How cheerless and desert the fields now appear,
Which so lately in summer's rich verdure were seen,
And each sad drooping spray from its heart drops a tear,
As seeming to weep its lost mantle of green.

See, beneath the rude wall of yon ruinous pile,
From the merciless tempest the cattle have fled,
And yon poor patient steed, at the gate by the stile,
Looks wistfully home for his sheltering shed.

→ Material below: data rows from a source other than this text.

// SPDX-License-Identifier: GPL-3.0-only

//! Scanner configuration
//!
//! [`SessionConfig`] is what a host hands to a controller on `attach`.
//! [`Config`] is the on-disk file used by the command-line front end, which
//! wraps a `SessionConfig` together with device and detector settings.

use crate::backends::{SymbolSet, SymbolType};
use crate::constants::{self, config_file, detector, guide};
use crate::errors::{ConfigError, ConfigResult};
use crate::fl;
use crate::overlay::{Rgba, Size};
use serde::{Deserialize, Serialize};
use std::path::{Path, PathBuf};
use std::time::Duration;
use tracing::{debug, info};

/// How decoded results are published to the host
#[derive(Debug, Clone, Copy, PartialEq, Eq, Default, Serialize, Deserialize)]
#[serde(rename_all = "kebab-case")]
pub enum ResultDiscipline {
    /// Every accepted decode updates the result; an empty batch clears it.
    /// The session stays open until the host hides the view.
    #[default]
    Continuous,
    /// The first accepted decode sets the result and the scanned flag, then
    /// the sink ignores everything until re-attached. The host is expected
    /// to hide the view when the flag flips.
    OneShot,
}

/// What happens when frozen fields change after the pipeline exists
#[derive(Debug, Clone, Copy, PartialEq, Eq, Default, Serialize, Deserialize)]
#[serde(rename_all = "kebab-case")]
pub enum ReconfigurePolicy {
    /// Symbol types, guide size and discipline are fixed once the capture
    /// pipeline is built; changing them is rejected
    #[default]
    FrozenOnBuild,
    /// Changing a frozen field tears the pipeline down and builds a new one
    RebuildPipeline,
}

/// Failure text shown when scanning is unavailable
///
/// The only action offered to the user is to acknowledge and dismiss.
#[derive(Debug, Clone, PartialEq, Eq)]
pub struct FailureMessage {
    pub title: String,
    pub description: String,
    pub dismiss_label: String,
}

impl FailureMessage {
    /// Localized text for an unsupported device
    pub fn unsupported_default() -> Self {
        Self {
            title: fl!("scanning-unsupported-title"),
            description: fl!("scanning-unsupported-description"),
            dismiss_label: fl!("scanning-unsupported-dismiss"),
        }
    }

    /// Localized text for refused camera access
    pub fn access_denied_default() -> Self {
        Self {
            title: fl!("camera-access-denied-title"),
            description: fl!("camera-access-denied-description"),
            dismiss_label: fl!("scanning-unsupported-dismiss"),
        }
    }
}

/// Caller-provided failure text; unset fields fall back to platform text
#[derive(Debug, Clone, PartialEq, Eq, Default, Serialize, Deserialize)]
#[serde(default)]
pub struct FailureText {
    pub title: Option<String>,
    pub description: Option<String>,
}

impl FailureText {
    /// Fill unset fields from a platform default
    pub fn resolve(&self, default: FailureMessage) -> FailureMessage {
        FailureMessage {
            title: self.title.clone().unwrap_or(default.title),
            description: self.description.clone().unwrap_or(default.description),
            dismiss_label: default.dismiss_label,
        }
    }
}

/// Guide overlay settings
#[derive(Debug, Clone, PartialEq, Serialize, Deserialize)]
#[serde(default)]
pub struct GuideConfig {
    /// Guide box size; zero hides the guide. Frozen once the pipeline exists.
    pub size: Size,
    pub line_color: Rgba,
    pub line_width: f32,
    /// Seconds for one sweep of the scanning bar
    pub animation_duration: f64,
    pub show_overlay: bool,
}

impl Default for GuideConfig {
    fn default() -> Self {
        Self {
            size: Size::new(guide::DEFAULT_SIZE, guide::DEFAULT_SIZE),
            line_color: Rgba::from_array(guide::DEFAULT_LINE_COLOR),
            line_width: guide::DEFAULT_LINE_WIDTH,
            animation_duration: guide::DEFAULT_ANIMATION_DURATION,
            show_overlay: true,
        }
    }
}

/// Display-only guide fields, changeable at any time
///
/// Changes take effect on the next layout pass, never on an overlay that is
/// already built.
#[derive(Debug, Clone, PartialEq)]
pub struct GuideStyle {
    pub line_color: Rgba,
    pub line_width: f32,
    pub animation_duration: f64,
    pub show_overlay: bool,
}

impl GuideConfig {
    /// The display-only part of this config
    pub fn style(&self) -> GuideStyle {
        GuideStyle {
            line_color: self.line_color,
            line_width: self.line_width,
            animation_duration: self.animation_duration,
            show_overlay: self.show_overlay,
        }
    }

    /// Overwrite the display-only fields
    pub fn apply_style(&mut self, style: &GuideStyle) {
        self.line_color = style.line_color;
        self.line_width = style.line_width;
        self.animation_duration = style.animation_duration;
        self.show_overlay = style.show_overlay;
    }

    pub fn validate(&self) -> ConfigResult<()> {
        let size = self.size;
        if !(size.width.is_finite() && size.height.is_finite())
            || size.width < 0.0
            || size.height < 0.0
        {
            return Err(ConfigError::InvalidValue(
                "guide size must be finite and not negative".into(),
            ));
        }
        self.style().validate()
    }
}

impl GuideStyle {
    /// Reject values the overlay cannot lay out
    pub fn validate(&self) -> ConfigResult<()> {
        if !self.line_width.is_finite() || self.line_width < 0.0 {
            return Err(ConfigError::InvalidValue(
                "guide line width must be finite and not negative".into(),
            ));
        }
        if self.animation_duration < 0.0
            || Duration::try_from_secs_f64(self.animation_duration).is_err()
        {
            return Err(ConfigError::InvalidValue(
                "guide animation duration must be a non-negative number of seconds".into(),
            ));
        }
        Ok(())
    }
}

/// Configuration bound to a session controller
///
/// An empty `symbol_types` set disables scanning: the preview still runs
/// but nothing is ever published.
#[derive(Debug, Clone, PartialEq, Serialize, Deserialize)]
#[serde(default)]
pub struct SessionConfig {
    /// Accepted symbol types. Frozen once the pipeline exists.
    pub symbol_types: SymbolSet,
    pub guide: GuideConfig,
    /// Custom failure text
    pub failure_text: FailureText,
    /// Result publishing discipline. Frozen once the pipeline exists.
    pub discipline: ResultDiscipline,
    pub reconfigure: ReconfigurePolicy,
}

impl Default for SessionConfig {
    fn default() -> Self {
        Self {
            symbol_types: constants::DEFAULT_SYMBOL_TYPES.into_iter().collect(),
            guide: GuideConfig::default(),
            failure_text: FailureText::default(),
            discipline: ResultDiscipline::default(),
            reconfigure: ReconfigurePolicy::default(),
        }
    }
}

impl SessionConfig {
    /// Config accepting only the given symbol types
    pub fn with_symbol_types(mut self, symbol_types: impl IntoIterator<Item = SymbolType>) -> Self {
        self.symbol_types = symbol_types.into_iter().collect();
        self
    }

    pub fn with_guide_size(mut self, size: Size) -> Self {
        self.guide.size = size;
        self
    }

    pub fn with_discipline(mut self, discipline: ResultDiscipline) -> Self {
        self.discipline = discipline;
        self
    }

    pub fn with_reconfigure(mut self, policy: ReconfigurePolicy) -> Self {
        self.reconfigure = policy;
        self
    }

    pub fn with_failure_text(
        mut self,
        title: impl Into<String>,
        description: impl Into<String>,
    ) -> Self {
        self.failure_text = FailureText {
            title: Some(title.into()),
            description: Some(description.into()),
        };
        self
    }

    /// Check the values serde and the type system cannot
    pub fn validate(&self) -> ConfigResult<()> {
        self.guide.validate()
    }

    /// Whether any symbol type is accepted
    pub fn scanning_enabled(&self) -> bool {
        !self.symbol_types.is_empty()
    }

    /// Failure text for an unsupported device
    pub fn unsupported_message(&self) -> FailureMessage {
        self.failure_text.resolve(FailureMessage::unsupported_default())
    }

    /// First field frozen on build that differs from `other`
    pub fn frozen_change(&self, other: &SessionConfig) -> Option<&'static str> {
        if self.symbol_types != other.symbol_types {
            Some("symbol_types")
        } else if self.guide.size != other.guide.size {
            Some("guide.size")
        } else if self.discipline != other.discipline {
            Some("discipline")
        } else {
            None
        }
    }

    /// Copy every field that may change after the pipeline exists
    pub fn apply_display_fields(&mut self, other: &SessionConfig) {
        self.guide.apply_style(&other.guide.style());
        self.failure_text = other.failure_text.clone();
        self.reconfigure = other.reconfigure;
    }
}

/// Command-line configuration file
#[derive(Debug, Clone, PartialEq, Serialize, Deserialize)]
#[serde(default)]
pub struct Config {
    pub session: SessionConfig,
    /// Capture device path; the first capture device when unset
    pub device_path: Option<String>,
    /// Frames are downscaled to this before detection
    pub max_dimension: u32,
    /// Minimum milliseconds between detection passes on live capture
    pub detection_interval_ms: u64,
}

impl Default for Config {
    fn default() -> Self {
        Self {
            session: SessionConfig::default(),
            device_path: None,
            max_dimension: detector::DEFAULT_MAX_DIMENSION,
            detection_interval_ms: detector::DEFAULT_INTERVAL.as_millis() as u64,
        }
    }
}

impl Config {
    /// `$XDG_CONFIG_HOME/codescanner/config.json`
    pub fn default_path() -> Option<PathBuf> {
        dirs::config_dir().map(|dir| dir.join(config_file::APP_DIR).join(config_file::FILE_NAME))
    }

    /// Read a configuration file
    pub fn load(path: &Path) -> ConfigResult<Self> {
        let contents = std::fs::read_to_string(path)?;
        let config: Config = serde_json::from_str(&contents)?;
        debug!(path = %path.display(), "Loaded configuration");
        Ok(config)
    }

    /// Read a configuration file, falling back to defaults if it does not exist
    pub fn load_or_default(path: Option<&Path>) -> ConfigResult<Self> {
        match path {
            Some(path) if path.exists() => Self::load(path),
            Some(path) => {
                info!(path = %path.display(), "No configuration file, using defaults");
                Ok(Self::default())
            }
            None => Ok(Self::default()),
        }
    }

    /// Write the configuration as pretty JSON, creating parent directories
    pub fn save(&self, path: &Path) -> ConfigResult<()> {
        if let Some(parent) = path.parent() {
            std::fs::create_dir_all(parent)?;
        }
        let json = serde_json::to_string_pretty(self)?;
        std::fs::write(path, json)?;
        info!(path = %path.display(), "Saved configuration");
        Ok(())
    }

    /// Validate values that serde cannot express
    pub fn validate(&self) -> ConfigResult<()> {
        if self.max_dimension == 0 {
            return Err(ConfigError::InvalidValue("max_dimension must be positive".into()));
        }
        self.session.validate()
    }
}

Ah! who would not feel for yon poor gipsy race,
Peeping out from the door of the old roofless barn;
There my wandering fancy her fortunes might trace,
And sour Discontent there a lesson might learn.

Yet oft in my bosom arises the sigh,
That prompts the warm wish distant scenes to explore;
Hope gilds the fair prospect with visions of joy,
That happiness reigns on some far distant shore.

But yon grey hermit-tree which stood lone on the moor,
By the fierce driving blast to the earth is blown down:
So the lone houseless wand'rer, unheeded and poor,
May fall unprotected, unpitied, unknown.

See! o'er the grey steep, down the deep craggy glen,
Pours the brown foaming torrent, swell'd big with the rain:
It roars through the caves of its dark wizard den,
Then, headlong, impetuous it sweeps through the plain.

Now the dark heavy clouds have unbosom'd their stores,
And far to the westward the welkin is blue,
The sullen winds hiss as they die on the moors,
And the sun faintly shines on yon bleak mountain's brow.